| Contributors | Affiliation | Role |
|---|---|---|
| Hamilton, Trinity | University of Minnesota (UMN) | Principal Investigator |
| Sauer, Hailey | University of Minnesota (UMN) | Principal Investigator |
Site description
For this study, we selected twenty lakes within Minnesota’s Sentinel Lakes in a Changing Environment (SLICE) program. SLICE is a collaborative research initiative that provides long-term data on a representative sub-sampling of Minnesota’s lakes spanning the diverse geographic, land-use, and climatic gradients present in Minnesota (Fig. 1 in Sauer et al., 2022). The lakes span four of the seven Environmental Protection Agency/Commission for Environmental Cooperation (Level III) ecological regions. These regions are characterized by differences in underlying geology, soils, vegetation, and land use (Table S1 in Sauer et al., 2022). This is the first comprehensive sediment bacterial survey of these lakes.

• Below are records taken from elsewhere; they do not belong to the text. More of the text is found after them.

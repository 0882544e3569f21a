use sea_orm_migration::prelude::*;

pub mod m001_create_record_tables;
mod m002_create_user_tables;
mod m003_create_activity_log;

pub struct Migrator;

#[async_trait::async_trait]
impl MigratorTrait for Migrator {
    fn migrations() -> Vec<Box<dyn MigrationTrait>> {
        vec![
            Box::new(m001_create_record_tables::Migration),
            Box::new(m002_create_user_tables::Migration),
            Box::new(m003_create_activity_log::Migration),
        ]
    }
}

Water Sample Collection & Analysis
At each site, we collected water profile measurements of temperature, pH, conductivity, turbidity, and dissolved oxygen using a YSI EXO2 multi-parameter sonde (YSI, Inc.). We also collected an integrated epilimnetic water sample (0–2 m) and a hypolimnetic water sample (maximum lake depth – 1 m) when thermal stratification was present. All samples were stored on ice in the field and at either 4°C or −20°C in the laboratory, depending on methodology, until processed.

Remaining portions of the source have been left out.